#### [Exercise requirements]
Gather every line below where "contains" appears.

#### [Dataset entries]
§
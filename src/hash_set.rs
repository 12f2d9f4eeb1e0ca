//! CuckooHashSet: set of values with entries embedded in table slots.
//!
//! A set entry is its own key: hashing and equality run on the stored
//! value, and lookups hand out read-only views only, since mutating a
//! stored value would silently re-key it.

use crate::raw_table::{self, RawCuckoo, DEFAULT_CAPACITY, DEFAULT_TABLES};
use crate::slot::{InlineSlot, Pair, Slot};
use core::borrow::Borrow;
use core::fmt;
use core::hash::{BuildHasher, Hash};
use std::collections::hash_map::RandomState;

type SetSlot<V> = InlineSlot<Pair<V, ()>>;

pub struct CuckooHashSet<V, S = RandomState> {
    raw: RawCuckoo<V, (), SetSlot<V>, S>,
}

impl<V> CuckooHashSet<V>
where
    V: Eq + Hash,
{
    /// An empty set with the default shape (64 slots in each of 2
    /// sub-tables).
    pub fn new() -> Self {
        Self::with_capacity_and_tables(DEFAULT_CAPACITY, DEFAULT_TABLES)
    }

    /// Panics if `capacity` is zero or `tables` is less than two.
    pub fn with_capacity_and_tables(capacity: usize, tables: usize) -> Self {
        Self::with_capacity_and_tables_and_hasher(capacity, tables, RandomState::new())
    }
}

impl<V> Default for CuckooHashSet<V>
where
    V: Eq + Hash,
{
    fn default() -> Self {
        Self::new()
    }
}

impl<V, S> CuckooHashSet<V, S>
where
    V: Eq + Hash,
    S: BuildHasher,
{
    pub fn with_hasher(hasher: S) -> Self {
        Self::with_capacity_and_tables_and_hasher(DEFAULT_CAPACITY, DEFAULT_TABLES, hasher)
    }

    pub fn with_capacity_and_tables_and_hasher(capacity: usize, tables: usize, hasher: S) -> Self {
        Self {
            raw: RawCuckoo::with_shape_and_hasher(capacity, tables, hasher),
        }
    }

    /// Insert a value. Returns true on a fresh insertion; false means the
    /// value was already present.
    pub fn insert(&mut self, value: V) -> bool {
        self.raw.insert(Pair { key: value, value: () })
    }

    /// Read-only view of the stored value equal to the query.
    pub fn find<Q>(&self, value: &Q) -> Option<&V>
    where
        V: Borrow<Q>,
        Q: ?Sized + Hash + Eq,
    {
        self.raw.find(value).map(|entry| &entry.key)
    }

    pub fn contains<Q>(&self, value: &Q) -> bool
    where
        V: Borrow<Q>,
        Q: ?Sized + Hash + Eq,
    {
        self.raw.contains(value)
    }

    /// Number of stored values equal to the query: 0 or 1.
    pub fn count<Q>(&self, value: &Q) -> usize
    where
        V: Borrow<Q>,
        Q: ?Sized + Hash + Eq,
    {
        self.raw.contains(value) as usize
    }

    /// Remove the value. Returns whether one was removed.
    pub fn erase<Q>(&mut self, value: &Q) -> bool
    where
        V: Borrow<Q>,
        Q: ?Sized + Hash + Eq,
    {
        self.raw.erase(value)
    }

    /// Remove the value and hand it to the caller.
    pub fn extract<Q>(&mut self, value: &Q) -> Option<V>
    where
        V: Borrow<Q>,
        Q: ?Sized + Hash + Eq,
    {
        self.raw.extract(value).map(|entry| entry.key)
    }

    /// Remove every value matching the predicate; returns how many.
    pub fn erase_if<F>(&mut self, mut pred: F) -> usize
    where
        F: FnMut(&V) -> bool,
    {
        self.raw.erase_if(|entry| pred(&entry.key))
    }

    /// Count values matching the predicate.
    pub fn count_if<F>(&self, mut pred: F) -> usize
    where
        F: FnMut(&V) -> bool,
    {
        self.raw.count_if(|entry| pred(&entry.key))
    }

    /// Insert a sequence of values; one outcome per input, in input
    /// order. Later inputs observe the effects of earlier ones.
    pub fn insert_many<I>(&mut self, values: I) -> Vec<bool>
    where
        I: IntoIterator<Item = V>,
    {
        values.into_iter().map(|value| self.insert(value)).collect()
    }

    /// Erase a sequence of values; one outcome per input, in input order.
    pub fn erase_many<'q, Q, I>(&mut self, values: I) -> Vec<bool>
    where
        V: Borrow<Q>,
        Q: ?Sized + Hash + Eq + 'q,
        I: IntoIterator<Item = &'q Q>,
    {
        values.into_iter().map(|value| self.erase(value)).collect()
    }

    /// Extract a sequence of values; one outcome per input, in input
    /// order.
    pub fn extract_many<'q, Q, I>(&mut self, values: I) -> Vec<Option<V>>
    where
        V: Borrow<Q>,
        Q: ?Sized + Hash + Eq + 'q,
        I: IntoIterator<Item = &'q Q>,
    {
        values
            .into_iter()
            .map(|value| self.extract(value))
            .collect()
    }

    /// Empty the set; shape is kept.
    pub fn clear(&mut self) {
        self.raw.clear();
    }

    pub fn swap(&mut self, other: &mut Self) {
        self.raw.swap(&mut other.raw);
    }

    pub fn load_factor(&self) -> f64 {
        self.raw.load_factor()
    }

    pub fn len(&self) -> usize {
        self.raw.len()
    }

    pub fn is_empty(&self) -> bool {
        self.raw.is_empty()
    }

    pub fn tables_count(&self) -> usize {
        self.raw.tables_count()
    }

    pub fn capacity(&self) -> usize {
        self.raw.capacity()
    }

    pub fn total_capacity(&self) -> usize {
        self.raw.total_capacity()
    }

    /// See [`CuckooHashMap::resize`](crate::CuckooHashMap::resize).
    pub fn resize(&mut self, new_capacity: usize) {
        self.raw.resize(new_capacity);
    }

    /// See [`CuckooHashMap::restrain`](crate::CuckooHashMap::restrain).
    pub fn restrain(&mut self, new_tables: usize) -> bool {
        self.raw.restrain(new_tables)
    }

    /// Walk live values. Order is unspecified and changes across
    /// structural mutations.
    pub fn iter(&self) -> Iter<'_, V> {
        Iter {
            inner: self.raw.entries(),
        }
    }

    /// Read-only walk of the raw grid, one inner iterator per sub-table.
    pub fn tables(&self) -> Tables<'_, V> {
        Tables {
            rows: self.raw.rows().iter(),
        }
    }
}

impl<V, S> fmt::Debug for CuckooHashSet<V, S>
where
    V: Eq + Hash + fmt::Debug,
    S: BuildHasher,
{
    fn fmt(&self, f: &mut fmt::Formatter<'_>) -> fmt::Result {
        f.debug_set().entries(self.iter()).finish()
    }
}

/// Iterator over `&V` for live values.
pub struct Iter<'a, V> {
    inner: raw_table::Entries<'a, V, (), SetSlot<V>>,
}

impl<'a, V> Iterator for Iter<'a, V> {
    type Item = &'a V;

    #[inline]
    fn next(&mut self) -> Option<Self::Item> {
        self.inner.next().map(|entry| &entry.key)
    }
}

/// Iterator over sub-tables; each item walks that sub-table's slots.
pub struct Tables<'a, V> {
    rows: core::slice::Iter<'a, Vec<SetSlot<V>>>,
}

impl<'a, V> Iterator for Tables<'a, V> {
    type Item = TableSlots<'a, V>;

    fn next(&mut self) -> Option<Self::Item> {
        self.rows.next().map(|row| TableSlots { slots: row.iter() })
    }
}

/// Iterator over one sub-table's slots: `None` for an empty slot,
/// `Some(&V)` for an occupied one.
pub struct TableSlots<'a, V> {
    slots: core::slice::Iter<'a, SetSlot<V>>,
}

impl<'a, V> Iterator for TableSlots<'a, V> {
    type Item = Option<&'a V>;

    fn next(&mut self) -> Option<Self::Item> {
        self.slots
            .next()
            .map(|slot| slot.get().map(|entry| &entry.key))
    }
}
impl<K, V, St, S> RawCuckoo<K, V, St, S>
where
    K: Eq + Hash,
    St: Slot<Pair<K, V>>,
    S: BuildHasher,
{
    /// Shape is fixed by the caller: `capacity` slots in each of `tables`
    /// sub-tables. Two sub-tables is the floor for cuckoo displacement.
    pub(crate) fn with_shape_and_hasher(capacity: usize, tables: usize, hasher: S) -> Self {
        assert!(capacity >= 1, "capacity per sub-table must be at least 1");
        assert!(tables >= 2, "cuckoo hashing needs at least two sub-tables");
        Self {
            grid: empty_grid(tables, capacity),
            capacity,
            tables,
            max_steps: max_steps_for(tables),
            occupied: 0,
            hasher,
            _entries: PhantomData,
        }
    }

    #[inline]
    fn hash_key<Q>(&self, q: &Q) -> u64
    where
        Q: ?Sized + Hash,
    {
        self.hasher.hash_one(q)
    }

    /// Walk the key's `tables` candidate slots and classify the outcome.
    ///
    /// A hit anywhere wins over an earlier empty candidate: a hole left by
    /// an erase before the key's live slot must not make the key look
    /// absent, or a re-insert would duplicate it.
    fn probe<Q>(&self, q: &Q) -> Probe
    where
        K: Borrow<Q>,
        Q: ?Sized + Hash + Eq,
    {
        let hash = self.hash_key(q);
        let mut first_free = None;
        for step in 0..self.tables {
            let (t, s) = position(hash, step, self.tables, self.capacity);
            match self.grid[t][s].get() {
                Some(entry) if entry.key.borrow() == q => return Probe::Hit(t, s),
                Some(_) => {}
                None => {
                    if first_free.is_none() {
                        first_free = Some((t, s));
                    }
                }
            }
        }
        match first_free {
            Some((t, s)) => Probe::Free(t, s),
            None => {
                let (t, s) = position(hash, 0, self.tables, self.capacity);
                Probe::Collision(t, s)
            }
        }
    }

    /// Insert a new entry. Returns true on a fresh insertion, false when
    /// the key is already present (no mutation in that case).
    pub(crate) fn insert(&mut self, entry: Pair<K, V>) -> bool {
        match self.probe(&entry.key) {
            Probe::Hit(..) => false,
            Probe::Free(t, s) => {
                let displaced = self.grid[t][s].fill(entry);
                debug_assert!(displaced.is_none(), "free probe points at an empty slot");
                self.occupied += 1;
                true
            }
            Probe::Collision(t, s) => {
                let carrier = self.grid[t][s]
                    .fill(entry)
                    .expect("collision probe points at an occupied slot");
                self.displace(carrier, 1);
                self.occupied += 1;
                true
            }
        }
    }

    /// Insert or overwrite. Returns true on a fresh insertion, false when
    /// an existing value was overwritten.
    pub(crate) fn insert_or_assign(&mut self, entry: Pair<K, V>) -> bool {
        match self.probe(&entry.key) {
            Probe::Hit(t, s) => {
                self.grid[t][s]
                    .get_mut()
                    .expect("hit probe points at an occupied slot")
                    .value = entry.value;
                false
            }
            Probe::Free(t, s) => {
                let displaced = self.grid[t][s].fill(entry);
                debug_assert!(displaced.is_none(), "free probe points at an empty slot");
                self.occupied += 1;
                true
            }
            Probe::Collision(t, s) => {
                let carrier = self.grid[t][s]
                    .fill(entry)
                    .expect("collision probe points at an occupied slot");
                self.displace(carrier, 1);
                self.occupied += 1;
                true
            }
        }
    }

    /// Drive the carrier until it lands in an empty slot.
    ///
    /// Exactly one entry is in flight at any moment: writing the carrier
    /// into an occupied slot makes the previous occupant the new carrier.
    /// Exhausting the step budget grows the grid and restarts the walk;
    /// the carrier stays in hand across growth, so it is never lost even
    /// when growth itself has to cascade.
    fn displace(&mut self, mut carrier: Pair<K, V>, mut step: usize) {
        loop {
            if step >= self.max_steps {
                self.resize(0);
                step = 0;
                continue;
            }
            let hash = self.hash_key(&carrier.key);
            let (t, s) = position(hash, step, self.tables, self.capacity);
            match self.grid[t][s].fill(carrier) {
                None => return,
                Some(evicted) => {
                    carrier = evicted;
                    step += 1;
                }
            }
        }
    }

    /// Reshape to `new_capacity` slots per sub-table (0 picks the growth
    /// factor) and reinsert every live entry. Reinsertion may trigger
    /// further growth; that terminates because capacity strictly grows.
    pub(crate) fn resize(&mut self, new_capacity: usize) {
        let new_capacity = if new_capacity == 0 {
            (self.capacity as f64 * GROWTH_FACTOR) as usize + 1
        } else {
            new_capacity
        };
        self.capacity = new_capacity;
        let old_grid = core::mem::replace(&mut self.grid, empty_grid(self.tables, new_capacity));
        self.occupied = 0;
        for row in old_grid {
            for mut slot in row {
                if let Some(entry) = slot.take() {
                    let inserted = self.insert(entry);
                    debug_assert!(inserted, "live keys are unique before a reshape");
                }
            }
        }
    }

    /// Raise the sub-table count. Counts of two or less are rejected and
    /// leave the container untouched; otherwise the step budget is
    /// recomputed and the grid reshaped in place.
    pub(crate) fn restrain(&mut self, new_tables: usize) -> bool {
        if new_tables <= 2 {
            return false;
        }
        self.tables = new_tables;
        self.max_steps = max_steps_for(new_tables);
        self.resize(self.capacity);
        true
    }

    pub(crate) fn find<Q>(&self, q: &Q) -> Option<&Pair<K, V>>
    where
        K: Borrow<Q>,
        Q: ?Sized + Hash + Eq,
    {
        match self.probe(q) {
            Probe::Hit(t, s) => self.grid[t][s].get(),
            _ => None,
        }
    }

    pub(crate) fn find_mut<Q>(&mut self, q: &Q) -> Option<&mut Pair<K, V>>
    where
        K: Borrow<Q>,
        Q: ?Sized + Hash + Eq,
    {
        match self.probe(q) {
            Probe::Hit(t, s) => self.grid[t][s].get_mut(),
            _ => None,
        }
    }

    pub(crate) fn contains<Q>(&self, q: &Q) -> bool
    where
        K: Borrow<Q>,
        Q: ?Sized + Hash + Eq,
    {
        matches!(self.probe(q), Probe::Hit(..))
    }

    /// Remove the entry for the key and hand it out.
    pub(crate) fn extract<Q>(&mut self, q: &Q) -> Option<Pair<K, V>>
    where
        K: Borrow<Q>,
        Q: ?Sized + Hash + Eq,
    {
        match self.probe(q) {
            Probe::Hit(t, s) => {
                let entry = self.grid[t][s].take();
                debug_assert!(entry.is_some(), "hit probe points at an occupied slot");
                self.occupied -= 1;
                entry
            }
            _ => None,
        }
    }

    pub(crate) fn erase<Q>(&mut self, q: &Q) -> bool
    where
        K: Borrow<Q>,
        Q: ?Sized + Hash + Eq,
    {
        self.extract(q).is_some()
    }

    pub(crate) fn erase_if<F>(&mut self, mut pred: F) -> usize
    where
        F: FnMut(&Pair<K, V>) -> bool,
    {
        let mut erased = 0;
        for row in &mut self.grid {
            for slot in row {
                if slot.get().map_or(false, |entry| pred(entry)) {
                    slot.take();
                    erased += 1;
                }
            }
        }
        self.occupied -= erased;
        erased
    }

    pub(crate) fn count_if<F>(&self, mut pred: F) -> usize
    where
        F: FnMut(&Pair<K, V>) -> bool,
    {
        self.grid
            .iter()
            .flatten()
            .filter_map(|slot| slot.get())
            .filter(|entry| pred(entry))
            .count()
    }

    /// Empty every slot; shape is kept.
    pub(crate) fn clear(&mut self) {
        self.grid = empty_grid(self.tables, self.capacity);
        self.occupied = 0;
    }

    pub(crate) fn swap(&mut self, other: &mut Self) {
        core::mem::swap(self, other);
    }

    pub(crate) fn load_factor(&self) -> f64 {
        self.occupied as f64 / self.total_capacity() as f64
    }

    pub(crate) fn len(&self) -> usize {
        self.occupied
    }

    pub(crate) fn is_empty(&self) -> bool {
        self.occupied == 0
    }

    pub(crate) fn tables_count(&self) -> usize {
        self.tables
    }

    pub(crate) fn capacity(&self) -> usize {
        self.capacity
    }

    pub(crate) fn total_capacity(&self) -> usize {
        self.capacity * self.tables
    }

    /// Raw sub-table rows, for the diagnostic grid views the facades
    /// expose.
    pub(crate) fn rows(&self) -> &[Vec<St>] {
        &self.grid
    }

    pub(crate) fn entries(&self) -> Entries<'_, K, V, St> {
        Entries {
            slots: self.grid.iter().flatten(),
            _pd: PhantomData,
        }
    }

    pub(crate) fn entries_mut(&mut self) -> EntriesMut<'_, K, V, St> {
        EntriesMut {
            slots: self.grid.iter_mut().flatten(),
            _pd: PhantomData,
        }
    }
}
§
#### [Exercise result]
    pub fn contains<Q>(&self, value: &Q) -> bool
        self.raw.contains(value)
        self.raw.contains(value) as usize
    pub(crate) fn contains<Q>(&self, q: &Q) -> bool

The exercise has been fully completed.